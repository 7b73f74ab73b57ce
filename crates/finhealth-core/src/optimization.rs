//! Benchmark-driven cost optimization recommendations.
//!
//! Compares spend ratios and the collection period against industry
//! benchmarks and emits prioritized recommendations in evaluation order:
//! operating expenses, then COGS, then receivables. An empty list means
//! nothing exceeded its benchmark.

use rust_decimal::Decimal;
use rust_decimal_macros::dec;
use serde::{Deserialize, Serialize};
use std::time::Instant;

use crate::types::{
    with_metadata, CalculatedRatios, ComputationOutput, FinancialMetrics, IndustryBenchmarks,
    Money, Rate,
};
use crate::{FinHealthError, FinHealthResult};

/// Engine-internal fallbacks when the benchmark lookup has no value.
const DEFAULT_OPEX_RATIO: Decimal = dec!(30);
const DEFAULT_COGS_RATIO: Decimal = dec!(60);
const DEFAULT_DAYS_RECEIVABLE: Decimal = dec!(45);

// ---------------------------------------------------------------------------
// Input / Output types
// ---------------------------------------------------------------------------

#[derive(Debug, Clone, Serialize, Deserialize)]
pub struct CostOptimizationInput {
    pub metrics: FinancialMetrics,
    pub ratios: CalculatedRatios,
    #[serde(default)]
    pub benchmarks: IndustryBenchmarks,
}

#[derive(Debug, Clone, Copy, PartialEq, Eq, Serialize, Deserialize)]
#[serde(rename_all = "snake_case")]
pub enum Priority {
    High,
    Medium,
    /// Reserved for future recommendation categories; no current rule
    /// produces it.
    Low,
}

impl std::fmt::Display for Priority {
    fn fmt(&self, f: &mut std::fmt::Formatter<'_>) -> std::fmt::Result {
        let s = match self {
            Self::High => "high",
            Self::Medium => "medium",
            Self::Low => "low",
        };
        write!(f, "{}", s)
    }
}

#[derive(Debug, Clone, PartialEq, Serialize, Deserialize)]
pub struct CostRecommendation {
    pub category: String,
    /// The measured value (a percentage of revenue, or days).
    pub current_value: Decimal,
    /// The benchmark it was compared against.
    pub benchmark_value: Decimal,
    /// Annual savings in currency units; 0 for non-monetary findings.
    pub savings_potential: Money,
    pub recommendation: String,
    pub priority: Priority,
}

// ---------------------------------------------------------------------------
// Public API
// ---------------------------------------------------------------------------

/// Compare metrics and ratios against industry benchmarks, producing
/// prioritized savings recommendations.
pub fn generate_cost_recommendations(
    input: &CostOptimizationInput,
) -> FinHealthResult<ComputationOutput<Vec<CostRecommendation>>> {
    let start = Instant::now();
    let mut warnings: Vec<String> = Vec::new();
    let mut recommendations: Vec<CostRecommendation> = Vec::new();

    validate_benchmarks(&input.benchmarks)?;

    let m = &input.metrics;
    let b = &input.benchmarks;

    // 1. Operating expense ratio vs benchmark
    if let (Some(opex), Some(revenue)) = (m.operating_expenses, m.revenue) {
        let benchmark = b.operating_expense_ratio.unwrap_or(DEFAULT_OPEX_RATIO);
        match spend_ratio(opex, revenue, "operating expense", &mut warnings) {
            Some(ratio) if ratio > benchmark => {
                let overage = ratio - benchmark;
                recommendations.push(CostRecommendation {
                    category: "Operating Expenses".to_string(),
                    current_value: ratio,
                    benchmark_value: benchmark,
                    savings_potential: revenue * overage / dec!(100),
                    recommendation: format!(
                        "Operating expenses run {}% of revenue, {} points above the \
                         {}% industry benchmark. Review discretionary spend, \
                         subscriptions, and staffing costs.",
                        ratio.round_dp(1),
                        overage.round_dp(1),
                        benchmark
                    ),
                    priority: if ratio > benchmark * dec!(1.5) {
                        Priority::High
                    } else {
                        Priority::Medium
                    },
                });
            }
            _ => {}
        }
    }

    // 2. COGS ratio vs benchmark
    if let (Some(cogs), Some(revenue)) = (m.cogs, m.revenue) {
        let benchmark = b.cogs_ratio.unwrap_or(DEFAULT_COGS_RATIO);
        match spend_ratio(cogs, revenue, "COGS", &mut warnings) {
            Some(ratio) if ratio > benchmark => {
                let overage = ratio - benchmark;
                recommendations.push(CostRecommendation {
                    category: "Cost of Goods Sold".to_string(),
                    current_value: ratio,
                    benchmark_value: benchmark,
                    savings_potential: revenue * overage / dec!(100),
                    recommendation: format!(
                        "Cost of goods sold runs {}% of revenue, {} points above the \
                         {}% industry benchmark. Renegotiate supplier terms or \
                         review pricing.",
                        ratio.round_dp(1),
                        overage.round_dp(1),
                        benchmark
                    ),
                    priority: if ratio > benchmark * dec!(1.3) {
                        Priority::High
                    } else {
                        Priority::Medium
                    },
                });
            }
            _ => {}
        }
    }

    // 3. Collection period vs benchmark (non-monetary)
    if let Some(days) = input.ratios.days_receivable_outstanding {
        let benchmark = b.days_receivable_outstanding.unwrap_or(DEFAULT_DAYS_RECEIVABLE);
        if days > benchmark {
            let overage = days - benchmark;
            recommendations.push(CostRecommendation {
                category: "Accounts Receivable".to_string(),
                current_value: days,
                benchmark_value: benchmark,
                savings_potential: Decimal::ZERO,
                recommendation: format!(
                    "Customers take {} days to pay, {} days beyond the {}-day \
                     benchmark. Tighten credit terms and follow up on overdue \
                     invoices.",
                    days.round_dp(0),
                    overage.round_dp(0),
                    benchmark
                ),
                priority: if overage > dec!(30) {
                    Priority::High
                } else {
                    Priority::Medium
                },
            });
        }
    }

    let elapsed = start.elapsed().as_micros() as u64;
    let assumptions = serde_json::json!({
        "benchmark_defaults": {
            "operating_expense_ratio": "30",
            "cogs_ratio": "60",
            "days_receivable_outstanding": "45"
        },
        "evaluation_order": ["Operating Expenses", "Cost of Goods Sold", "Accounts Receivable"]
    });

    Ok(with_metadata(
        "Benchmark Cost Optimization",
        &assumptions,
        warnings,
        elapsed,
        recommendations,
    ))
}

// ---------------------------------------------------------------------------
// Internal helpers
// ---------------------------------------------------------------------------

/// Spend as a percentage of revenue. Zero revenue makes the comparison
/// meaningless, so the check is skipped with a warning.
fn spend_ratio(
    spend: Money,
    revenue: Money,
    label: &str,
    warnings: &mut Vec<String>,
) -> Option<Rate> {
    if revenue.is_zero() {
        warnings.push(format!("revenue is zero; {label} check skipped"));
        None
    } else {
        Some(spend / revenue * dec!(100))
    }
}

fn validate_benchmarks(b: &IndustryBenchmarks) -> FinHealthResult<()> {
    for (field, value) in [
        ("operating_expense_ratio", b.operating_expense_ratio),
        ("cogs_ratio", b.cogs_ratio),
        ("days_receivable_outstanding", b.days_receivable_outstanding),
    ] {
        if let Some(v) = value {
            if v < Decimal::ZERO {
                return Err(FinHealthError::InvalidInput {
                    field: field.into(),
                    reason: "Benchmark values cannot be negative.".into(),
                });
            }
        }
    }
    Ok(())
}

// ---------------------------------------------------------------------------
// Tests
// ---------------------------------------------------------------------------
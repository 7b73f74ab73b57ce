use clap::Args;
use serde_json::Value;

use finhealth_core::trends::{calculate_trend_analysis, TrendInput};

use crate::input;

#[derive(Args)]
pub struct TrendArgs {
    /// Path to a JSON file with current and previous period metrics
    #[arg(long)]
    pub input: Option<String>,
}

pub fn run_trend(args: TrendArgs) -> Result<Value, Box<dyn std::error::Error>> {
    let input_data: TrendInput = input::typed_input(&args.input)?;
    let result = calculate_trend_analysis(&input_data)?;
    Ok(serde_json::to_value(result)?)
}
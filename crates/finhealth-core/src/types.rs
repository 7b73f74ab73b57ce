use chrono::NaiveDate;
use rust_decimal::Decimal;
use serde::{Deserialize, Serialize};

/// All monetary values. Wraps Decimal to prevent accidental f64 usage.
pub type Money = Decimal;

/// Percentage-valued ratios (10 = 10%).
pub type Rate = Decimal;

/// Day counts (days outstanding, cash conversion cycle).
pub type Days = Decimal;

/// Raw financial statement figures for a single period.
///
/// Every field is optional: an absent field means "not yet known" and
/// suppresses any ratio that needs it. Zero is a real value and
/// participates in calculations (denominators get a zero-guard).
#[derive(Debug, Clone, Default, PartialEq, Serialize, Deserialize)]
#[serde(default)]
pub struct FinancialMetrics {
    #[serde(skip_serializing_if = "Option::is_none")]
    pub assets: Option<Money>,
    #[serde(skip_serializing_if = "Option::is_none")]
    pub current_assets: Option<Money>,
    #[serde(skip_serializing_if = "Option::is_none")]
    pub inventory: Option<Money>,
    #[serde(skip_serializing_if = "Option::is_none")]
    pub liabilities: Option<Money>,
    #[serde(skip_serializing_if = "Option::is_none")]
    pub current_liabilities: Option<Money>,
    #[serde(skip_serializing_if = "Option::is_none")]
    pub equity: Option<Money>,
    #[serde(skip_serializing_if = "Option::is_none")]
    pub revenue: Option<Money>,
    #[serde(skip_serializing_if = "Option::is_none")]
    pub net_income: Option<Money>,
    #[serde(skip_serializing_if = "Option::is_none")]
    pub operating_income: Option<Money>,
    #[serde(skip_serializing_if = "Option::is_none")]
    pub cogs: Option<Money>,
    #[serde(skip_serializing_if = "Option::is_none")]
    pub operating_expenses: Option<Money>,
    #[serde(skip_serializing_if = "Option::is_none")]
    pub interest_expense: Option<Money>,
    #[serde(skip_serializing_if = "Option::is_none")]
    pub tax_expense: Option<Money>,
    #[serde(skip_serializing_if = "Option::is_none")]
    pub cash_flow: Option<Money>,
    #[serde(skip_serializing_if = "Option::is_none")]
    pub accounts_receivable: Option<Money>,
    #[serde(skip_serializing_if = "Option::is_none")]
    pub accounts_payable: Option<Money>,
    #[serde(skip_serializing_if = "Option::is_none")]
    pub debt: Option<Money>,
    #[serde(skip_serializing_if = "Option::is_none")]
    pub short_term_debt: Option<Money>,
    #[serde(skip_serializing_if = "Option::is_none")]
    pub long_term_debt: Option<Money>,
}

/// Derived ratio set. A field is present only when the inputs allowed its
/// derivation; absence of a field is the signal, never a substituted zero.
#[derive(Debug, Clone, Default, PartialEq, Serialize, Deserialize)]
#[serde(default)]
pub struct CalculatedRatios {
    // Liquidity
    #[serde(skip_serializing_if = "Option::is_none")]
    pub current_ratio: Option<Decimal>,
    #[serde(skip_serializing_if = "Option::is_none")]
    pub quick_ratio: Option<Decimal>,
    #[serde(skip_serializing_if = "Option::is_none")]
    pub cash_ratio: Option<Decimal>,
    #[serde(skip_serializing_if = "Option::is_none")]
    pub working_capital: Option<Money>,
    // Profitability (percent)
    #[serde(skip_serializing_if = "Option::is_none")]
    pub profit_margin: Option<Rate>,
    #[serde(skip_serializing_if = "Option::is_none")]
    pub operating_margin: Option<Rate>,
    #[serde(skip_serializing_if = "Option::is_none")]
    pub return_on_assets: Option<Rate>,
    #[serde(skip_serializing_if = "Option::is_none")]
    pub return_on_equity: Option<Rate>,
    // Leverage
    #[serde(skip_serializing_if = "Option::is_none")]
    pub asset_turnover: Option<Decimal>,
    #[serde(skip_serializing_if = "Option::is_none")]
    pub debt_to_equity_ratio: Option<Decimal>,
    #[serde(skip_serializing_if = "Option::is_none")]
    pub debt_to_assets_ratio: Option<Decimal>,
    #[serde(skip_serializing_if = "Option::is_none")]
    pub equity_ratio: Option<Rate>,
    #[serde(skip_serializing_if = "Option::is_none")]
    pub debt_service_coverage_ratio: Option<Decimal>,
    // Efficiency
    #[serde(skip_serializing_if = "Option::is_none")]
    pub receivables_turnover: Option<Decimal>,
    #[serde(skip_serializing_if = "Option::is_none")]
    pub payables_turnover: Option<Decimal>,
    #[serde(skip_serializing_if = "Option::is_none")]
    pub inventory_turnover: Option<Decimal>,
    #[serde(skip_serializing_if = "Option::is_none")]
    pub days_inventory_outstanding: Option<Days>,
    #[serde(skip_serializing_if = "Option::is_none")]
    pub days_receivable_outstanding: Option<Days>,
    #[serde(skip_serializing_if = "Option::is_none")]
    pub days_payable_outstanding: Option<Days>,
    #[serde(skip_serializing_if = "Option::is_none")]
    pub cash_conversion_cycle: Option<Days>,
}

/// Industry benchmark values supplied by an external lookup. Missing
/// fields fall back to engine-internal defaults.
#[derive(Debug, Clone, Default, Serialize, Deserialize)]
#[serde(default)]
pub struct IndustryBenchmarks {
    /// Operating expenses as a percentage of revenue (default 30).
    #[serde(skip_serializing_if = "Option::is_none")]
    pub operating_expense_ratio: Option<Rate>,
    /// COGS as a percentage of revenue (default 60).
    #[serde(skip_serializing_if = "Option::is_none")]
    pub cogs_ratio: Option<Rate>,
    /// Collection period in days (default 45).
    #[serde(skip_serializing_if = "Option::is_none")]
    pub days_receivable_outstanding: Option<Days>,
}

/// The reporting period a statement covers, e.g. "FY2025".
#[derive(Debug, Clone, PartialEq, Serialize, Deserialize)]
pub struct ReportingPeriod {
    pub label: String,
    #[serde(skip_serializing_if = "Option::is_none")]
    pub end_date: Option<NaiveDate>,
}

/// Standard computation output envelope
#[derive(Debug, Clone, Serialize, Deserialize)]
pub struct ComputationOutput<T: Serialize> {
    pub result: T,
    pub methodology: String,
    pub assumptions: serde_json::Value,
    pub warnings: Vec<String>,
    pub metadata: ComputationMetadata,
}

/// Metadata for every computation
#[derive(Debug, Clone, Serialize, Deserialize)]
pub struct ComputationMetadata {
    pub version: String,
    pub computation_time_us: u64,
    pub precision: String,
}

/// Helper to wrap computation results with metadata
pub fn with_metadata<T: Serialize>(
    methodology: &str,
    assumptions: &impl Serialize,
    warnings: Vec<String>,
    elapsed_us: u64,
    result: T,
) -> ComputationOutput<T> {
    ComputationOutput {
        result,
        methodology: methodology.to_string(),
        assumptions: serde_json::to_value(assumptions).unwrap_or_default(),
        warnings,
        metadata: ComputationMetadata {
            version: env!("CARGO_PKG_VERSION").to_string(),
            computation_time_us: elapsed_us,
            precision: "rust_decimal_128bit".to_string(),
        },
    }
}
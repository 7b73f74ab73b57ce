use serde_json::Value;

/// Print just the key answer value from the output.
///
/// Heuristic: look for well-known result fields in order of priority,
/// then fall back to the first field in the result object.
pub fn print_minimal(value: &Value) {
    // Unwrap the computation envelope
    let result_obj = value
        .as_object()
        .and_then(|m| m.get("result"))
        .unwrap_or(value);

    // A recommendation list: one line per category
    if let Value::Array(items) = result_obj {
        if items.is_empty() {
            println!("no recommendations");
            return;
        }
        for item in items {
            if let Value::Object(map) = item {
                let category = map.get("category").map(format_minimal).unwrap_or_default();
                let priority = map.get("priority").map(format_minimal).unwrap_or_default();
                println!("{}: {}", category, priority);
            } else {
                println!("{}", format_minimal(item));
            }
        }
        return;
    }

    // Priority list of key output fields
    let priority_keys = [
        "score",
        "tier",
        "risk_tier",
        "risk_score",
        "current_ratio",
        "revenue_growth",
    ];

    if let Value::Object(map) = result_obj {
        // A full report leads with the credit score
        if let Some(Value::Object(credit)) = map.get("credit_score") {
            if let (Some(score), Some(tier)) = (credit.get("score"), credit.get("tier")) {
                println!("{} ({})", format_minimal(score), format_minimal(tier));
                return;
            }
        }

        for key in &priority_keys {
            if let Some(val) = map.get(*key) {
                if !val.is_null() {
                    println!("{}", format_minimal(val));
                    return;
                }
            }
        }

        // Fall back to first field
        if let Some((key, val)) = map.iter().next() {
            println!("{}: {}", key, format_minimal(val));
            return;
        }
    }

    // Not an object, just print directly
    println!("{}", format_minimal(result_obj));
}

fn format_minimal(value: &Value) -> String {
    match value {
        Value::String(s) => s.clone(),
        Value::Number(n) => n.to_string(),
        Value::Bool(b) => b.to_string(),
        Value::Null => "null".to_string(),
        _ => serde_json::to_string(value).unwrap_or_default(),
    }
}
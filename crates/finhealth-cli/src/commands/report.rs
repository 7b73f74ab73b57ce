use clap::Args;
use serde_json::Value;

use finhealth_core::report::{generate_health_report, HealthReportInput};

use crate::input;

#[derive(Args)]
pub struct ReportArgs {
    /// Path to a JSON file with metrics and optional prior period,
    /// benchmarks, override scores, and reporting period
    #[arg(long)]
    pub input: Option<String>,
}

pub fn run_report(args: ReportArgs) -> Result<Value, Box<dyn std::error::Error>> {
    let input_data: HealthReportInput = input::typed_input(&args.input)?;
    let result = generate_health_report(&input_data)?;
    Ok(serde_json::to_value(result)?)
}
pub mod error;
pub mod ratios;
pub mod types;

#[cfg(feature = "scoring")]
pub mod scoring;

#[cfg(feature = "risk")]
pub mod risk;

#[cfg(feature = "optimization")]
pub mod optimization;

#[cfg(feature = "trends")]
pub mod trends;

#[cfg(feature = "report")]
pub mod report;

pub use error::FinHealthError;
pub use types::*;

/// Standard result type for all finhealth operations
pub type FinHealthResult<T> = Result<T, FinHealthError>;
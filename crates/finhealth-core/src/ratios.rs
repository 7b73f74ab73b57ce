//! Financial ratio derivation from raw statement figures.
//!
//! Two rules govern every derivation:
//! 1. A ratio is computed only when all of its required inputs are
//!    present. Absent inputs propagate to an absent output field.
//! 2. A denominator that is present but zero is replaced by 1, with a
//!    warning pushed to the envelope. An absent denominator is never
//!    substituted; the ratio is skipped instead.

use rust_decimal::Decimal;
use rust_decimal_macros::dec;
use std::time::Instant;

use crate::types::{with_metadata, CalculatedRatios, ComputationOutput, FinancialMetrics};
use crate::FinHealthResult;

/// Day basis for the days-outstanding metrics.
const DAYS_PER_YEAR: Decimal = dec!(365);

// ---------------------------------------------------------------------------
// Public API
// ---------------------------------------------------------------------------

/// Derive the full ratio set from raw financial metrics.
pub fn calculate_financial_ratios(
    metrics: &FinancialMetrics,
) -> FinHealthResult<ComputationOutput<CalculatedRatios>> {
    let start = Instant::now();
    let mut warnings: Vec<String> = Vec::new();

    let mut r = CalculatedRatios::default();

    // -- Liquidity ------------------------------------------------------------
    r.current_ratio = div_opt(
        metrics.current_assets,
        metrics.current_liabilities,
        "current ratio",
        &mut warnings,
    );

    r.quick_ratio = match (
        metrics.current_assets,
        metrics.inventory,
        metrics.current_liabilities,
    ) {
        (Some(ca), Some(inv), Some(cl)) => {
            Some((ca - inv) / guard_denominator(cl, "quick ratio", &mut warnings))
        }
        _ => None,
    };

    // Operating cash flow stands in for cash on hand.
    r.cash_ratio = div_opt(
        metrics.cash_flow,
        metrics.current_liabilities,
        "cash ratio",
        &mut warnings,
    );

    r.working_capital = match (metrics.current_assets, metrics.current_liabilities) {
        (Some(ca), Some(cl)) => Some(ca - cl),
        _ => None,
    };

    // -- Profitability (percent) ----------------------------------------------
    r.profit_margin = pct_opt(
        metrics.net_income,
        metrics.revenue,
        "profit margin",
        &mut warnings,
    );
    r.operating_margin = pct_opt(
        metrics.operating_income,
        metrics.revenue,
        "operating margin",
        &mut warnings,
    );
    r.return_on_assets = pct_opt(
        metrics.net_income,
        metrics.assets,
        "return on assets",
        &mut warnings,
    );
    r.return_on_equity = pct_opt(
        metrics.net_income,
        metrics.equity,
        "return on equity",
        &mut warnings,
    );

    // -- Leverage -------------------------------------------------------------
    r.asset_turnover = div_opt(
        metrics.revenue,
        metrics.assets,
        "asset turnover",
        &mut warnings,
    );
    r.debt_to_equity_ratio = div_opt(
        metrics.debt,
        metrics.equity,
        "debt-to-equity ratio",
        &mut warnings,
    );
    r.debt_to_assets_ratio = div_opt(
        metrics.debt,
        metrics.assets,
        "debt-to-assets ratio",
        &mut warnings,
    );
    r.equity_ratio = pct_opt(
        metrics.equity,
        metrics.assets,
        "equity ratio",
        &mut warnings,
    );

    // DSCR: each obligation term defaults to 0 when absent; the sum of
    // obligations gets the zero-guard.
    r.debt_service_coverage_ratio = metrics.operating_income.map(|oi| {
        let obligations = metrics.short_term_debt.unwrap_or(Decimal::ZERO)
            + metrics.long_term_debt.unwrap_or(Decimal::ZERO)
            + metrics.interest_expense.unwrap_or(Decimal::ZERO);
        oi / guard_denominator(obligations, "debt service coverage", &mut warnings)
    });

    // -- Efficiency -----------------------------------------------------------
    r.receivables_turnover = div_opt(
        metrics.revenue,
        metrics.accounts_receivable,
        "receivables turnover",
        &mut warnings,
    );
    r.inventory_turnover = div_opt(
        metrics.cogs,
        metrics.inventory,
        "inventory turnover",
        &mut warnings,
    );
    r.payables_turnover = div_opt(
        metrics.cogs,
        metrics.accounts_payable,
        "payables turnover",
        &mut warnings,
    );

    r.days_inventory_outstanding = r
        .inventory_turnover
        .map(|t| DAYS_PER_YEAR / guard_denominator(t, "days inventory outstanding", &mut warnings));
    r.days_receivable_outstanding = r
        .receivables_turnover
        .map(|t| DAYS_PER_YEAR / guard_denominator(t, "days receivable outstanding", &mut warnings));
    r.days_payable_outstanding = r
        .payables_turnover
        .map(|t| DAYS_PER_YEAR / guard_denominator(t, "days payable outstanding", &mut warnings));

    // CCC only when all three days-metrics were derived.
    r.cash_conversion_cycle = match (
        r.days_inventory_outstanding,
        r.days_receivable_outstanding,
        r.days_payable_outstanding,
    ) {
        (Some(dio), Some(dro), Some(dpo)) => Some(dio + dro - dpo),
        _ => None,
    };

    let elapsed = start.elapsed().as_micros() as u64;
    let assumptions = serde_json::json!({
        "zero_denominator_guard": "1",
        "days_per_year": "365",
        "percent_valued": ["profit_margin", "operating_margin", "return_on_assets", "return_on_equity", "equity_ratio"],
        "cash_ratio_numerator": "cash_flow"
    });

    Ok(with_metadata(
        "Financial Ratio Analysis (liquidity/profitability/leverage/efficiency)",
        &assumptions,
        warnings,
        elapsed,
        r,
    ))
}

// ---------------------------------------------------------------------------
// Internal helpers
// ---------------------------------------------------------------------------

/// Zero-guard: a present-but-zero denominator becomes 1.
fn guard_denominator(denom: Decimal, context: &str, warnings: &mut Vec<String>) -> Decimal {
    if denom.is_zero() {
        warnings.push(format!("{context}: denominator is zero, computed against 1"));
        Decimal::ONE
    } else {
        denom
    }
}

/// Divide when both sides are present, guarding the denominator.
fn div_opt(
    numerator: Option<Decimal>,
    denominator: Option<Decimal>,
    context: &str,
    warnings: &mut Vec<String>,
) -> Option<Decimal> {
    match (numerator, denominator) {
        (Some(n), Some(d)) => Some(n / guard_denominator(d, context, warnings)),
        _ => None,
    }
}

/// As `div_opt`, scaled to a percentage.
fn pct_opt(
    numerator: Option<Decimal>,
    denominator: Option<Decimal>,
    context: &str,
    warnings: &mut Vec<String>,
) -> Option<Decimal> {
    div_opt(numerator, denominator, context, warnings).map(|v| v * dec!(100))
}

// ---------------------------------------------------------------------------
// Tests
// ---------------------------------------------------------------------------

**YOUR TASK**
Could you find each line in the entries that contains the string "check" and copy it?

**SOLUTION TO THE EXERCISE**
/// meaningless, so the check is skipped with a warning.
        warnings.push(format!("revenue is zero; {label} check skipped"));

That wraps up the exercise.